Viviane Ferreira: “Quando comecei o processo de entender sobre raça, foi algo transformador”

Cofundadora e CHRO da Tiba, Viviane Ferreira é a quinta convidada do Perguntas Para

Viviane Ferreira é formada em Gestão de Recursos Humanos pela Universidade Estácio de Sá. Após passagens em postos de gerência na Pontohub, Pagnet e Blu, foi convidada para integrar o time da Tiba, onde ocupa a função de diretora de recursos humanos.

O Rio de Janeiro é o lugar de origem e de refúgio da empreendedora, que viu sua realidade se transformar através do trabalho. Estudiosa da causa racial, Viviane define como missão particular ajudar as pessoas. Confira a entrevista completa a seguir.

Qual a sua melhor memória de infância?

Lembro muito das festas de família. Tudo acontecia em torno da comida. As minhas tias cozinhavam, cada uma chegava com uma travessa, nós ficávamos em volta da mesa. A minha mãe sempre gostou de festa, mesmo sem condições muitas das vezes, nunca deixou um aniversário passar em branco. Tenho aquela memória afetiva, de conversar e rir com os primos e amigos.

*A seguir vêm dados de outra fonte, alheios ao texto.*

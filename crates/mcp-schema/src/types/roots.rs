//! Types for the `roots` capability: the filesystem/workspace
//! boundaries a client exposes to a server.

use schemars::JsonSchema;
use serde::{Deserialize, Serialize};

/// A boundary a client is willing to let a server operate within.
#[derive(Debug, Clone, Serialize, Deserialize, JsonSchema)]
pub struct Root {
    pub uri: String,

    #[serde(skip_serializing_if = "Option::is_none")]
    pub name: Option<String>,
}

impl Root {
    pub fn new(uri: impl Into<String>) -> Self {
        Self {
            uri: uri.into(),
            name: None,
        }
    }

    pub fn with_name(mut self, name: impl Into<String>) -> Self {
        self.name = Some(name.into());
        self
    }
}

#[derive(Debug, Clone, Serialize, Deserialize, Default)]
pub struct ListRootsRequest {}

#[derive(Debug, Clone, Serialize, Deserialize)]
pub struct ListRootsResponse {
    pub roots: Vec<Root>,
}

/// Sent by the client when the set of exposed roots changes.
#[derive(Debug, Clone, Serialize, Deserialize)]
pub struct RootListChangedNotification {
    pub roots: Vec<Root>,
}
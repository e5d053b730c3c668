//! The session lifecycle state machine.
//!
//! A session moves through five states in one direction only:
//!
//! ```text
//! Uninitialized -> Initializing -> Operating -> Closing -> Closed
//! ```
//!
//! There is no path back to an earlier state. `Session` enforces this by
//! refusing any transition whose target does not strictly follow the
//! current state.

use mcp_schema::{MCPError, MCPResult};

#[derive(Debug, Clone, Copy, PartialEq, Eq, PartialOrd, Ord)]
pub enum SessionState {
    /// No `initialize` exchange has happened yet. Only `initialize`
    /// (and, for a server, replying to one) may go out.
    Uninitialized,
    /// The `initialize` request/response has been sent or received, but
    /// the peer has not yet observed `notifications/initialized`.
    Initializing,
    /// The handshake is complete; any registered operation may be sent.
    Operating,
    /// `close` has been called; pending requests are being drained.
    Closing,
    /// Terminal. Every pending request has completed and no further
    /// traffic will be sent or accepted.
    Closed,
}

impl SessionState {
    /// `true` once the handshake is far enough along that ordinary
    /// (non-`initialize`, non-`ping`) requests are allowed.
    pub fn is_operating(self) -> bool {
        matches!(self, SessionState::Operating)
    }

    pub fn is_terminal(self) -> bool {
        matches!(self, SessionState::Closed)
    }

    /// Validate a transition from `self` to `next`. Transitions must
    /// move strictly forward through the fixed ordering; anything else
    /// (including staying put) is rejected.
    pub fn validate_transition(self, next: SessionState) -> MCPResult<()> {
        if next as u8 <= self as u8 {
            return Err(MCPError::initialization(format!(
                "invalid session state transition: {self:?} -> {next:?}"
            )));
        }
        Ok(())
    }
}
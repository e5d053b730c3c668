//! The MCP client feature layer, built on top of the symmetric session
//! engine: the `initialize` handshake, outbound tools/resources/prompts
//! calls, root management, and the server-initiated requests a client
//! must answer (`sampling/createMessage`, `roots/list`, `ping`).

use std::sync::{Arc, RwLock};
use std::time::Duration;

use mcp_schema::{
    ClientCapabilities, ClientInfo, GetPromptRequest, GetPromptResponse, InitializeRequest,
    InitializeResponse, ListPromptsRequest, ListPromptsResponse, ListResourcesRequest,
    ListResourcesResponse, ListRootsResponse, ListToolsRequest, ListToolsResponse,
    LogLevelSetRequest, LogLevelSetResponse, LoggingLevel, MCPError, MCPResult,
    ReadResourceRequest, ReadResourceResponse, Root, RootListChangedNotification, SamplingRequest,
    SamplingResponse, ServerCapabilities, ServerInfo, SubscribeRequest, SubscribeResponse,
    ToolCallRequest, ToolCallResponse, CURRENT_VERSION,
};
use mcp_session::{BoxFuture, Session, INITIALIZED_NOTIFICATION};
use mcp_transport::Transport;
use serde_json::Value;
use tracing::{debug, warn};

const DEFAULT_TIMEOUT: Duration = Duration::from_secs(30);

/// Handles a server-initiated `sampling/createMessage` request. Never
/// invoked for a client configured without sampling capabilities — that
/// request is rejected locally, before any handler runs.
#[async_trait::async_trait]
pub trait SamplingHandler: Send + Sync {
    async fn create_message(&self, request: SamplingRequest) -> MCPResult<SamplingResponse>;
}

struct ClientState {
    server_info: Option<ServerInfo>,
    server_capabilities: Option<ServerCapabilities>,
    roots: Vec<Root>,
}

struct ClientInner {
    capabilities: ClientCapabilities,
    session: Session,
    state: RwLock<ClientState>,
    sampling_handler: Option<Arc<dyn SamplingHandler>>,
}

/// A connected MCP client. Cheap to clone; every clone shares the same
/// underlying session and local state.
#[derive(Clone)]
pub struct Client {
    inner: Arc<ClientInner>,
}

impl Client {
    /// Spawn a session over `transport`, register the handlers for
    /// server-initiated requests, and perform the `initialize` handshake.
    /// Returns once `notifications/initialized` has been sent and the
    /// session has moved to `Operating`.
    pub async fn connect(
        transport: Box<dyn Transport>,
        client_info: ClientInfo,
        capabilities: ClientCapabilities,
        sampling_handler: Option<Arc<dyn SamplingHandler>>,
    ) -> MCPResult<Self> {
        let session = Session::spawn(transport);
        let inner = Arc::new(ClientInner {
            capabilities: capabilities.clone(),
            session: session.clone(),
            state: RwLock::new(ClientState {
                server_info: None,
                server_capabilities: None,
                roots: Vec::new(),
            }),
            sampling_handler,
        });
        install_handlers(&session, Arc::clone(&inner));

        let client = Self { inner };
        client.initialize(client_info, capabilities).await?;
        Ok(client)
    }

    async fn initialize(
        &self,
        client_info: ClientInfo,
        capabilities: ClientCapabilities,
    ) -> MCPResult<InitializeResponse> {
        let request = InitializeRequest {
            protocol_version: CURRENT_VERSION.to_string(),
            capabilities,
            client_info,
        };
        let response: InitializeResponse = self
            .call("initialize", &request, Some(DEFAULT_TIMEOUT))
            .await?;

        {
            let mut state = self.inner.state.write().unwrap();
            state.server_info = Some(response.server_info.clone());
            state.server_capabilities = Some(response.capabilities.clone());
        }

        self.inner.session.notify(INITIALIZED_NOTIFICATION, None)?;
        Ok(response)
    }

    pub fn state(&self) -> mcp_session::SessionState {
        self.inner.session.state()
    }

    pub fn server_info(&self) -> Option<ServerInfo> {
        self.inner.state.read().unwrap().server_info.clone()
    }

    pub fn server_capabilities(&self) -> Option<ServerCapabilities> {
        self.inner.state.read().unwrap().server_capabilities.clone()
    }

    pub async fn list_tools(&self) -> MCPResult<ListToolsResponse> {
        self.call("tools/list", &ListToolsRequest::default(), None).await
    }

    pub async fn call_tool(&self, request: ToolCallRequest) -> MCPResult<ToolCallResponse> {
        self.call("tools/call", &request, None).await
    }

    pub async fn list_resources(&self) -> MCPResult<ListResourcesResponse> {
        self.call("resources/list", &ListResourcesRequest::default(), None)
            .await
    }

    pub async fn read_resource(&self, uri: impl Into<String>) -> MCPResult<ReadResourceResponse> {
        self.call(
            "resources/read",
            &ReadResourceRequest { uri: uri.into() },
            None,
        )
        .await
    }

    pub async fn subscribe_resource(&self, uri: impl Into<String>) -> MCPResult<SubscribeResponse> {
        if !self.server_supports_subscribe() {
            return Err(MCPError::capability("resource subscriptions not supported by server"));
        }
        self.call(
            "resources/subscribe",
            &SubscribeRequest { uri: uri.into() },
            None,
        )
        .await
    }

    fn server_supports_subscribe(&self) -> bool {
        self.inner
            .state
            .read()
            .unwrap()
            .server_capabilities
            .as_ref()
            .map(|c| c.supports_resource_subscribe())
            .unwrap_or(false)
    }

    pub async fn list_prompts(&self) -> MCPResult<ListPromptsResponse> {
        self.call("prompts/list", &ListPromptsRequest::default(), None).await
    }

    pub async fn get_prompt(&self, request: GetPromptRequest) -> MCPResult<GetPromptResponse> {
        self.call("prompts/get", &request, None).await
    }

    pub async fn set_logging_level(&self, level: LoggingLevel) -> MCPResult<LogLevelSetResponse> {
        self.call("logging/setLevel", &LogLevelSetRequest { level }, None).await
    }

    /// Add a root to the client's local list, then notify the server if
    /// it needs to know (only sent once `roots.listChanged` was
    /// advertised in this client's own capabilities).
    pub fn add_root(&self, root: Root) -> MCPResult<()> {
        self.inner.state.write().unwrap().roots.push(root);
        self.notify_roots_changed()
    }

    pub fn remove_root(&self, uri: &str) -> MCPResult<()> {
        self.inner.state.write().unwrap().roots.retain(|r| r.uri != uri);
        self.notify_roots_changed()
    }

    pub fn roots(&self) -> Vec<Root> {
        self.inner.state.read().unwrap().roots.clone()
    }

    fn notify_roots_changed(&self) -> MCPResult<()> {
        if !self.inner.capabilities.supports_roots_list_changed() {
            return Ok(());
        }
        let roots = self.roots();
        self.inner.session.notify(
            "notifications/roots/list_changed",
            Some(serde_json::to_value(RootListChangedNotification { roots })?),
        )
    }

    pub async fn close(&self) -> MCPResult<()> {
        self.inner.session.close().await
    }

    async fn call<Req: serde::Serialize, Resp: serde::de::DeserializeOwned>(
        &self,
        method: &str,
        request: &Req,
        timeout: Option<Duration>,
    ) -> MCPResult<Resp> {
        let params = serde_json::to_value(request)?;
        let params = if params.is_null() { None } else { Some(params) };
        let result = self
            .inner
            .session
            .request(method.to_string(), params, timeout.or(Some(DEFAULT_TIMEOUT)))
            .await?;
        Ok(serde_json::from_value(result)?)
    }
}

fn install_handlers(session: &Session, inner: Arc<ClientInner>) {
    {
        let inner = Arc::clone(&inner);
        session.register_request_handler(
            "sampling/createMessage",
            Arc::new(move |params: Option<Value>| {
                let inner = Arc::clone(&inner);
                boxed(async move { handle_create_message(inner, params).await })
            }),
        );
    }
    {
        let inner = Arc::clone(&inner);
        session.register_request_handler(
            "roots/list",
            Arc::new(move |params: Option<Value>| {
                let inner = Arc::clone(&inner);
                boxed(async move { handle_list_roots(inner, params).await })
            }),
        );
    }
    {
        session.register_request_handler(
            "ping",
            Arc::new(move |params: Option<Value>| boxed(async move { handle_ping(params).await })),
        );
    }
}

async fn handle_ping(params: Option<Value>) -> MCPResult<Value> {
    let request: mcp_schema::PingRequest = serde_json::from_value(params.unwrap_or(Value::Null))?;
    Ok(serde_json::to_value(mcp_schema::PingResponse::echo(&request))?)
}

async fn handle_create_message(inner: Arc<ClientInner>, params: Option<Value>) -> MCPResult<Value> {
    if !inner.capabilities.supports_sampling() {
        warn!("server sent sampling/createMessage but sampling was never advertised");
        return Err(MCPError::capability(
            "Client must be configured with sampling capabilities",
        ));
    }
    let handler = inner.sampling_handler.clone().ok_or_else(|| {
        MCPError::capability("Client must be configured with sampling capabilities")
    })?;
    let request: SamplingRequest = serde_json::from_value(params.unwrap_or(Value::Null))?;
    let response = handler.create_message(request).await?;
    Ok(serde_json::to_value(response)?)
}

async fn handle_list_roots(inner: Arc<ClientInner>, _params: Option<Value>) -> MCPResult<Value> {
    if !inner.capabilities.supports_roots() {
        warn!("server sent roots/list but roots was never advertised");
        return Err(MCPError::capability("Roots not supported"));
    }
    let roots = inner.state.read().unwrap().roots.clone();
    debug!(count = roots.len(), "returning current root list to server");
    Ok(serde_json::to_value(ListRootsResponse { roots })?)
}

fn boxed<F>(fut: F) -> BoxFuture<'static, MCPResult<Value>>
where
    F: std::future::Future<Output = MCPResult<Value>> + Send + 'static,
{
    Box::pin(fut)
}
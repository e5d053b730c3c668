//! Wire messages for the `initialize` handshake.
//!
//! The session state machine these messages drive lives in the session
//! engine, not here — this module only carries the three wire shapes
//! exchanged during the handshake.

use crate::types::{ClientCapabilities, ClientInfo, ServerCapabilities, ServerInfo};
use serde::{Deserialize, Serialize};

#[derive(Debug, Clone, Serialize, Deserialize)]
pub struct InitializeRequest {
    #[serde(rename = "protocolVersion")]
    pub protocol_version: String,
    pub capabilities: ClientCapabilities,
    #[serde(rename = "clientInfo")]
    pub client_info: ClientInfo,
}

#[derive(Debug, Clone, Serialize, Deserialize)]
pub struct InitializeResponse {
    #[serde(rename = "protocolVersion")]
    pub protocol_version: String,
    pub capabilities: ServerCapabilities,
    #[serde(rename = "serverInfo")]
    pub server_info: ServerInfo,
    #[serde(skip_serializing_if = "Option::is_none")]
    pub instructions: Option<String>,
}

/// Marker notification the client emits once after observing a
/// matching-version `InitializeResponse`. Carries no parameters.
#[derive(Debug, Clone, Default, Serialize, Deserialize)]
pub struct InitializedNotification {}
//! Server-to-client change notifications, the logging level/message
//! pair, and the bidirectional `ping` request.

use serde::{Deserialize, Serialize};
use serde_json::Value;

#[derive(Debug, Clone, Serialize, Deserialize, Default)]
pub struct ToolsListChangedNotification {}

#[derive(Debug, Clone, Serialize, Deserialize, Default)]
pub struct ResourcesListChangedNotification {}

#[derive(Debug, Clone, Serialize, Deserialize, Default)]
pub struct PromptsListChangedNotification {}

/// RFC 5424 severity levels, lowest to highest.
#[derive(Debug, Clone, Copy, PartialEq, Eq, PartialOrd, Ord, Serialize, Deserialize)]
#[serde(rename_all = "lowercase")]
pub enum LoggingLevel {
    Debug,
    Info,
    Notice,
    Warning,
    Error,
    Critical,
    Alert,
    Emergency,
}

#[derive(Debug, Clone, Serialize, Deserialize)]
pub struct LoggingMessageNotification {
    pub level: LoggingLevel,
    pub data: Value,
    #[serde(skip_serializing_if = "Option::is_none")]
    pub logger: Option<String>,
}

impl LoggingMessageNotification {
    pub fn new(level: LoggingLevel, data: Value) -> Self {
        Self {
            level,
            data,
            logger: None,
        }
    }

    pub fn with_logger(mut self, logger: impl Into<String>) -> Self {
        self.logger = Some(logger.into());
        self
    }
}

/// `logging/setLevel` request: the minimum level the client wants to
/// receive `notifications/message` for.
#[derive(Debug, Clone, Serialize, Deserialize)]
pub struct LogLevelSetRequest {
    pub level: LoggingLevel,
}

#[derive(Debug, Clone, Serialize, Deserialize, Default)]
pub struct LogLevelSetResponse {}

/// Bidirectional connection-health check. Either peer may send it in
/// any state except `Closed`; the receiver auto-responds.
#[derive(Debug, Clone, Serialize, Deserialize, Default)]
pub struct PingRequest {
    #[serde(skip_serializing_if = "Option::is_none")]
    pub data: Option<Value>,
}

#[derive(Debug, Clone, Serialize, Deserialize, Default)]
pub struct PingResponse {
    #[serde(skip_serializing_if = "Option::is_none")]
    pub data: Option<Value>,
}

impl PingRequest {
    pub fn new() -> Self {
        Self::default()
    }

    pub fn with_data(mut self, data: Value) -> Self {
        self.data = Some(data);
        self
    }
}

impl PingResponse {
    pub fn new() -> Self {
        Self::default()
    }

    pub fn echo(request: &PingRequest) -> Self {
        Self {
            data: request.data.clone(),
        }
    }
}
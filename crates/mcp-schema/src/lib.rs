//! Wire-level schema for the Model Context Protocol: the JSON-RPC 2.0
//! envelope, the `initialize` handshake and capability negotiation, and
//! every request/response/notification payload for the `tools`,
//! `resources`, `prompts`, `sampling`, and `roots` feature areas.
//!
//! This crate has no transport, dispatch, or session-state logic of its
//! own — see `mcp-transport` and `mcp-session` for those. It only
//! defines the shapes that cross the wire and the local validation
//! (JSON Schema checks, JSON-RPC envelope checks, capability gates)
//! that can be performed without I/O.
//!
//! ## Example
//!
//! ```rust
//! use mcp_schema::{InitializeRequest, Tool, ToolCallRequest};
//!
//! let init_request = InitializeRequest {
//!     protocol_version: "2025-06-18".to_string(),
//!     capabilities: Default::default(),
//!     client_info: Default::default(),
//! };
//!
//! let tool = Tool::new("greet", "Greet a person by name", serde_json::json!({
//!     "type": "object",
//!     "properties": { "name": { "type": "string" } },
//!     "required": ["name"]
//! }));
//!
//! let call = ToolCallRequest {
//!     name: "greet".to_string(),
//!     arguments: Some(serde_json::json!({ "name": "Alice" })),
//! };
//! # let _ = (init_request, tool, call);
//! ```

pub mod error;
pub mod protocol;
pub mod schema;
pub mod types;

pub use error::{MCPError, MCPResult};

pub use protocol::{
    error_codes, is_supported_version, negotiate_version,
    ClientCapabilities, CURRENT_VERSION, InitializeRequest, InitializeResponse,
    InitializedNotification, JsonRpcError, JsonRpcMessage, JsonRpcRequest, JsonRpcResponse,
    LoggingCapability, PromptsCapability, RequestId, ResourcesCapability, RootsCapability,
    SamplingCapability, ServerCapabilities, SUPPORTED_VERSIONS, ToolsCapability,
    validate_jsonrpc_message,
};

pub use types::{
    ClientInfo, ContentBlock, CreateMessageRequest, CreateMessageResponse, EmbeddedResource,
    GetPromptRequest, GetPromptResponse,
    Implementation, IncludeContext, ListPromptsRequest, ListPromptsResponse,
    ListResourceTemplatesRequest, ListResourceTemplatesResponse, ListResourcesRequest,
    ListResourcesResponse, ListRootsRequest, ListRootsResponse, ListToolsRequest,
    ListToolsResponse, LogLevelSetRequest, LogLevelSetResponse, LoggingLevel,
    LoggingMessageNotification, ModelHint, ModelPreferences, PingRequest, PingResponse, Prompt,
    PromptArgument, PromptMessage, PromptMessages, PromptsListChangedNotification,
    ReadResourceRequest, ReadResourceResponse, Resource, ResourceContent,
    ResourceTemplate, ResourceUpdatedNotification, ResourcesListChangedNotification, Role, Root,
    RootListChangedNotification, SamplingMessage, SamplingRequest, SamplingResponse, ServerInfo,
    StopReason, SubscribeRequest, SubscribeResponse, Tool, ToolAnnotations, ToolCallRequest,
    ToolCallResponse, ToolsListChangedNotification, UnsubscribeRequest, UnsubscribeResponse,
};

pub use schema::{generate_schema_for, validate_against_schema, McpSchema};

Um livro ou um filme que mudou sua vida.

Estrelas Além do Tempo. Assisti pela primeira vez há um tempo e, desde então, vejo sempre que posso. Quando comecei o processo de entender sobre raça, foi algo transformador para mim. Esse filme é marcante na minha vida principalmente por falar de mulheres negras, da luta para conseguirem uma posição dentro de uma sociedade na qual os negros não tinham vez.

Qual é o seu lugar preferido?

Búzios, no Rio de Janeiro. Eu amo esse lugar, tive muitos momentos felizes ali. A cidade tem uma energia diferente – o Rio de Janeiro em si tem uma energia diferente. Quando você está em outra cidade e chega lá, tem aquela alegria, mesmo com todos os problemas. Em Búzios, sempre me refugiei para descansar, passar aniversários e relaxar. É uma cidade que tem uma gastronomia boa e atende todos os gostos: você consegue comer bem, sair para noitada ou relaxar, se quiser. Para mim, que gosto de praia, é um lugar bem completo.

Descreva um dia perfeito.

Um dia perfeito seria proporcionar um momento de lazer para a família inteira, pois aconteceram poucas vezes. Minha mãe sempre teve que trabalhar muito, cuidar dos filhos, viver com o mínimo. Então, faria uma viagem com ela, meu pai, meus irmãos, todos juntos em um lugar que consigam se divertir.

Para você, o que é sucesso?

Ser feliz fazendo o que gosto e nunca deixar de ser eu mesma.

Qual foi a sua maior superação?

Quando fui morar sozinha, aos 20 anos, por conta do trabalho. Saí de uma realidade completamente diferente, da Baixada Fluminense, um lugar super pobre onde cresci, e fui morar na Barra da Tijuca. Eu me via sozinha. Além do trabalho em si, que era um desafio por se tratar do meu primeiro papel de liderança, no qual precisava manter o time motivado, tive que resolver as questões de morar sozinha. Eu estava em um processo de transição de vida, e muitas pessoas não conseguem avançar ou continuar nessa fase. Portanto, para mim, foi um momento de superação, um divisor de águas na minha vida.

Alguém que te inspira.

Minha mãe. Ela é uma pessoa que conseguiu criar os filhos na escassez e batalhou pra isso. Criou mulheres fortes como ela. E falando de mulher negra, também admiro o trabalho da Sueli Carneiro. Ela fala do protagonismo feminino, leio bastante e aprendo com ela. Foi uma das primeiras mulheres negras brasileiras que conseguiu ser ouvida.

Como se vê daqui a 10 anos?

Eu me vejo com uma família construída, e com a lembrança de que conseguimos fazer a empresa crescer com a minha ajuda. Continuaria minha jornada como empreendedora, acho que nunca vou deixar isso. Ajudar pessoas a evoluir, tenho essa missão na vida. Tem pessoas que passaram por mim e disseram “fui melhor depois que te conheci”. Quero ajudar pessoas como eu a saírem do lugar, e fazer isso até morrer.

Se pudesse resolver um problema do mundo, qual seria?

A fome. Acho que é o maior problema. Se olhar para o Brasil, voltamos para o mapa da fome. Hoje, 33 milhões de brasileiros não têm o que comer. A gente que consegue escolher o que vai comer vive em uma posição de privilégio. Não temos noção do que as pessoas passam. Quando a gente não sabe, é fácil falar. Ainda existem pessoas com fome no nosso século e isso é muito bizarro para mim.